1. Describe the study design you will employ in order to determine if your intervention has had an effect on the outcome variable of interest.
The first stage of my proposed project will be a pilot study of continuous labor support services (doula services) at the UCSF Medical Center Labor & Delivery ward. As only one site will be involved at this stage, I plan to use an interrupted time series design. The aim of the study is to measure change in the proportion of births delivered by c-section before as compared to after implementation of the intervention. As there are well documented time trends in the rate of cesarean sections (they have been increasing, although possibly starting to drop due to recent/growing backlash), I will want to include at least one year of weekly or monthly data on proportion of births delivered by cesarean section leading up to intervention implementation, followed by weekly/monthly data as the program is implemented, and capped by at least one year of weekly/monthly data following full implementation of the intervention. In addition to proportion of births delivered by c-section, I will also track secondary indicators such as first c-section, instrumentation used in delivery (forceps, vacuum), pain medications used (including epidural), length of labor, and patient reported satisfaction with labor.
As a further attempt to account for any temporal trends that may occur over the study period, I would attempt to collect these same weekly/monthly measures from 2-3 other hospitals in the Bay Area that are deemed to be comparable on important characteristics, to the extent possible. We would then have this control data to use as a comparison to any trends observed following the intervention at UCSF.
In terms of statistical analysis, I need to invest more time in learning about the options in more detail, but it seems likely that I might used either ARIMA or xtmixed to account for the autocorrelated nature of the data points over time.
2. Define the unit-of-analysis for your main outcome evaluation, the minimum meaningful effect size, and the sample size necessary to detect this effect size.
The unit of analysis is each individual birth at UCSF – specifically, measuring whether it each infant was delivered vaginally or by c-section. These individual birth level data will be aggregated to form a proportion of births delivered by c-section either by week or by month.
An estimate for the minimum meaningful effect size, conservatively estimated given what was identified in a recent Cochrane Review, might be a decrease in the absolute proportion of births delivered by c-section by 5 percent. (The Cochrane Review found that continuous labor support resulted in a 22% reduced risk of c-section as compared to laboring mothers not provided continuous labor support). In other words, I would hope that this intervention would result in a reduction in the average percentage of births delivered by c-section by at least 5 percent. Given that a reported 23 percent of births at UCSF are now delivered by c-section, a reduction of 5 percent would translate to an observed c-section rate of 18 percent. To be able to detect an effect of this size (5% reduction), many time points may be required.
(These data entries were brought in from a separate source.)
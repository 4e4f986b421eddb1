//! Link attribute reconciliation.

use std::collections::HashSet;

use tracing::{debug, instrument};

use arbor_core::{
    Attribute, AttributeId, ContentAccess, FoundLink, Lifecycle, LifecycleFilter, Note, NoteId,
    Result,
};

use crate::link_extraction::extract_links;
use crate::NoteTree;

impl NoteTree {
    /// Reconcile the derived link attributes of `note` with `content` and
    /// return the content to persist.
    ///
    /// Matching attributes are kept (revived when deleted), missing ones
    /// are created, and live link attributes no longer present are
    /// soft-deleted. Re-running on unchanged content writes nothing.
    #[instrument(skip_all, fields(subsystem = "tree", op = "sync_links", note_id = %note.id))]
    pub(crate) async fn sync_links(
        &self,
        note: &Note,
        content: String,
        access: &ContentAccess,
    ) -> Result<String> {
        if !note.note_type.carries_links() || !note.is_content_available(access) {
            return Ok(content);
        }

        let extracted = extract_links(note.note_type, content)?;

        let mut existing: Vec<Attribute> = self
            .repos
            .attributes
            .owned_by(&note.id, LifecycleFilter::Any)
            .await?
            .into_iter()
            .filter(|a| a.link_kind().is_some())
            .collect();
        let mut kept: HashSet<AttributeId> = HashSet::new();
        let mut created = 0usize;

        for link in &extracted.links {
            if !self.link_target_exists(link).await? {
                continue;
            }

            if let Some(attribute) = find_match(&mut existing, link) {
                if attribute.lifecycle.is_deleted() {
                    attribute.lifecycle = Lifecycle::Live;
                    attribute.utc_date_modified = self.now();
                    self.repos.attributes.save(attribute).await?;
                }
                kept.insert(attribute.id.clone());
                continue;
            }

            let attribute = Attribute::new(
                note.id.clone(),
                link.kind.attribute_type(),
                link.kind.attribute_name(),
                link.value.clone(),
                self.now(),
            );
            self.repos.attributes.save(&attribute).await?;
            kept.insert(attribute.id.clone());
            existing.push(attribute);
            created += 1;
        }

        let mut removed = 0usize;
        for attribute in existing
            .iter_mut()
            .filter(|a| a.lifecycle.is_live() && !kept.contains(&a.id))
        {
            attribute.lifecycle = Lifecycle::Deleted(None);
            attribute.utc_date_modified = self.now();
            self.repos.attributes.save(attribute).await?;
            removed += 1;
        }

        debug!(
            result_count = extracted.links.len(),
            created, removed, "Link attributes reconciled"
        );
        Ok(extracted.content)
    }

    /// Note-targeting links must point at a live note.
    async fn link_target_exists(&self, link: &FoundLink) -> Result<bool> {
        if !link.kind.targets_note() {
            return Ok(true);
        }
        let target = self
            .repos
            .notes
            .get(&NoteId::from(link.value.as_str()))
            .await?;
        Ok(target.is_some_and(|t| !t.is_deleted()))
    }
}

/// Existing attribute storing `link`, preferring a live one.
fn find_match<'a>(existing: &'a mut [Attribute], link: &FoundLink) -> Option<&'a mut Attribute> {
    let index = existing
        .iter()
        .position(|a| link.matches(a) && a.lifecycle.is_live())
        .or_else(|| existing.iter().position(|a| link.matches(a)))?;
    existing.get_mut(index)
}
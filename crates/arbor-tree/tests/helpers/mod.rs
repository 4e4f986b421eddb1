//! Shared fixtures for engine tests.
//!
//! Every test runs against a fresh in-memory store seeded with the tree
//! root and a manual clock, so timing-dependent behaviour is deterministic.

#![allow(dead_code)]

use std::sync::Arc;

use base64::engine::general_purpose::STANDARD;
use base64::Engine;
use chrono::{DateTime, TimeZone, Utc};

use arbor_core::{
    ArborConfig, Attribute, AttributeRepository, Branch, BranchId, BranchRepository,
    ContentAccess, ContentCipher, Error, EventBus, LifecycleFilter, ManualClock, Note, NoteId,
    NoteRepository, NoteType, Result,
};
use arbor_db::MemoryStore;
use arbor_tree::{NewNote, NoteTree};

/// Reversible stand-in for the protected-session cipher.
pub struct Base64Cipher;

impl ContentCipher for Base64Cipher {
    fn encrypt(&self, plaintext: &str) -> Result<String> {
        Ok(STANDARD.encode(plaintext))
    }

    fn decrypt(&self, ciphertext: &str) -> Result<String> {
        let bytes = STANDARD
            .decode(ciphertext)
            .map_err(|e| Error::Crypto(e.to_string()))?;
        String::from_utf8(bytes).map_err(|e| Error::Crypto(e.to_string()))
    }
}

pub fn unlocked() -> ContentAccess {
    ContentAccess::unlocked(Base64Cipher)
}

pub fn locked() -> ContentAccess {
    ContentAccess::Locked
}

/// Plaintext behind content stored by [`Base64Cipher`].
pub fn decode(stored: &str) -> String {
    Base64Cipher.decrypt(stored).expect("decodable content")
}

pub fn start_time() -> DateTime<Utc> {
    Utc.with_ymd_and_hms(2024, 1, 1, 9, 0, 0).unwrap()
}

pub struct Harness {
    pub store: MemoryStore,
    pub tree: NoteTree,
    pub clock: Arc<ManualClock>,
    pub events: EventBus,
}

impl Harness {
    pub async fn new() -> Self {
        Self::with_config(ArborConfig::default()).await
    }

    pub async fn with_config(config: ArborConfig) -> Self {
        let clock = Arc::new(ManualClock::new(start_time()));
        let store = MemoryStore::with_root(start_time()).await;
        let events = EventBus::new(64);
        let tree = NoteTree::new(
            store.repositories(),
            Arc::new(config),
            events.clone(),
            clock.clone(),
        );
        Self {
            store,
            tree,
            clock,
            events,
        }
    }

    /// Create a text note with `content` under `parent`.
    pub async fn text_note(&self, parent: &NoteId, title: &str, content: &str) -> (Note, Branch) {
        self.tree
            .create_note(
                NewNote::new(parent.clone(), title, NoteType::Text).with_content(content),
                &unlocked(),
            )
            .await
            .expect("create text note")
    }

    pub async fn note(&self, id: &NoteId) -> Note {
        NoteRepository::get(&self.store, id)
            .await
            .unwrap()
            .expect("note exists")
    }

    pub async fn branch(&self, id: &BranchId) -> Branch {
        BranchRepository::get(&self.store, id)
            .await
            .unwrap()
            .expect("branch exists")
    }

    /// Branches of a note in any lifecycle state.
    pub async fn branches_of(&self, id: &NoteId) -> Vec<Branch> {
        BranchRepository::for_note(&self.store, id, LifecycleFilter::Any)
            .await
            .unwrap()
    }

    /// Attributes owned by a note in any lifecycle state.
    pub async fn attributes_of(&self, id: &NoteId) -> Vec<Attribute> {
        self.store
            .owned_by(id, LifecycleFilter::Any)
            .await
            .unwrap()
    }

    pub async fn live_attributes_of(&self, id: &NoteId) -> Vec<Attribute> {
        self.store
            .owned_by(id, LifecycleFilter::Live)
            .await
            .unwrap()
    }

    /// Place an existing note under a second parent.
    pub async fn clone_into(&self, note_id: &NoteId, parent: &NoteId, position: i64) -> Branch {
        let branch = Branch::new(note_id.clone(), parent.clone(), position, start_time());
        BranchRepository::save(&self.store, &branch).await.unwrap();
        branch
    }

    pub async fn add_attribute(&self, attribute: &Attribute) {
        AttributeRepository::save(&self.store, attribute)
            .await
            .unwrap();
    }
}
The elements needed to calculate a required sample size include an estimate of the hypothesized effect size (5%), the standard error of the effect size (roughly 4%, loosely estimated from Cochrane Review findings), the desired alpha level (0.05), and an inflation factor to account for correlation among included covariates (an estimate of 1.3), and the autocorrelated nature of the data (we will assume a moderate degree of autocorrelation, 0.25)
We know that UCSF Parnassus delivered 1,858 infants in 2013. This translates to a monthly figure of about 155 deliveries. I cannot “increase” the sample size in terms of number of deliveries performed, but I can increase the sample size to include more time points collected before and after the intervention to better account for time trends, and to increase the precision of the estimates. Thus, assuming I can access the data, I will include 24 time points prior to the intervention (monthly for the prior two years), as well as up to 12-24 months following the intervention. As mentioned above, I will also attempt to get c-section data from another hospital in the Bay Area (where a doula intervention is not in place) to compare and better adjust for time trends. I have not yet been able to figure out how to calculate the power I would have to detect this 5% decrease with this number of time points, but I am working on it!